• [WHAT TO PRODUCE] Your answer should be an exact copy of the lines from the start of the entries to the line containing "#[derive(Debug, Clone)]", both included.
(DATA TO PROCESS begins)
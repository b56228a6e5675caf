use crate::error::{SyntaxError, SyntaxErrorKind};
use crate::lexer::{Lexer, Token};
use miette::{NamedSource, SourceSpan};

/// Number of tokens shown on each side of the current one in diagnostics.
pub const CONTEXT_WINDOW: usize = 5;

/// A movable read position over one file's token stream.
///
/// The position starts before the first token. [`TokenCursor::next_token`] never moves
/// past the last token and [`TokenCursor::prev_token`] never moves before the first,
/// so after running off the end the cursor still points at the last valid
/// token, which is what error reports highlight.
///
/// One cursor is shared, by mutable borrow, between the metadata parser and the
/// node tree builder of the same file.
#[derive(Debug, Clone)]
pub struct TokenCursor {
    tokens: Vec<Token>,
    position: Option<usize>,
    source: NamedSource<String>,
}

impl TokenCursor {
    /// Lexes `source_text` and positions the cursor before its first token.
    pub fn new(source_text: &str, name: impl AsRef<str>) -> Self {
        let tokens = Lexer::new(source_text).lex();
        Self::from_tokens(tokens, NamedSource::new(name, source_text.to_string()))
    }

    pub fn from_tokens(tokens: Vec<Token>, source: NamedSource<String>) -> Self {
        Self {
            tokens,
            position: None,
            source,
        }
    }

    pub fn len(&self) -> usize {
        self.tokens.len()
    }

    pub fn is_empty(&self) -> bool {
        self.tokens.is_empty()
    }

    /// Advances one token and returns it, or returns `None` without moving
    /// when no token follows.
    pub fn next_token(&mut self) -> Option<&str> {
        let next = self.position.map_or(0, |p| p + 1);
        if next >= self.tokens.len() {
            return None;
        }
        self.position = Some(next);
        Some(self.tokens[next].as_str())
    }

    /// Retreats one token and returns it, or returns `None` without moving
    /// when the cursor is at or before the first token.
    pub fn prev_token(&mut self) -> Option<&str> {
        match self.position {
            Some(p) if p > 0 => {
                self.position = Some(p - 1);
                Some(self.tokens[p - 1].as_str())
            }
            _ => None,
        }
    }

    /// Returns the token after the current one without moving.
    pub fn peek_token(&self) -> Option<&str> {
        let next = self.position.map_or(0, |p| p + 1);
        self.tokens.get(next).map(Token::as_str)
    }

    /// The token under the cursor, if the cursor has moved onto one.
    pub fn current(&self) -> Option<&str> {
        self.position.map(|p| self.tokens[p].as_str())
    }

    /// Renders up to `window` tokens on each side of the current one, separated
    /// by spaces, with the current token wrapped in `>>>` and `<<<`.
    pub fn context(&self, window: usize) -> String {
        let Some(current) = self.clamped_index() else {
            return String::new();
        };
        let left = current.saturating_sub(window);
        let right = (current + window + 1).min(self.tokens.len());

        self.tokens[left..right]
            .iter()
            .enumerate()
            .map(|(i, token)| {
                if left + i == current {
                    format!(">>>{}<<<", token.value)
                } else {
                    token.value.clone()
                }
            })
            .collect::<Vec<String>>()
            .join(" ")
    }

    /// Source span of the current token.
    pub fn span(&self) -> SourceSpan {
        match self.clamped_index() {
            Some(index) => {
                let token = &self.tokens[index];
                (token.pos_start, token.pos_end - token.pos_start).into()
            }
            None => (0, 0).into(),
        }
    }

    /// Builds a syntax error located at the current token.
    pub fn error(&self, kind: SyntaxErrorKind) -> SyntaxError {
        SyntaxError::new(
            kind,
            self.context(CONTEXT_WINDOW),
            self.source.clone(),
            self.span(),
        )
    }

    fn clamped_index(&self) -> Option<usize> {
        if self.tokens.is_empty() {
            None
        } else {
            Some(self.position.unwrap_or(0).min(self.tokens.len() - 1))
        }
    }
}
(DATA TO PROCESS ends)
• [YOUR SOLUTION]
repository b56228a6e5675caf
use crate::error::{SyntaxError, SyntaxErrorKind};
use crate::lexer::{Lexer, Token};
use miette::{NamedSource, SourceSpan};

/// Number of tokens shown on each side of the current one in diagnostics.
pub const CONTEXT_WINDOW: usize = 5;

/// A movable read position over one file's token stream.
///
/// The position starts before the first token. [`TokenCursor::next_token`] never moves
/// past the last token and [`TokenCursor::prev_token`] never moves before the first,
/// so after running off the end the cursor still points at the last valid
/// token, which is what error reports highlight.
///
/// One cursor is shared, by mutable borrow, between the metadata parser and the
/// node tree builder of the same file.
#[derive(Debug, Clone)]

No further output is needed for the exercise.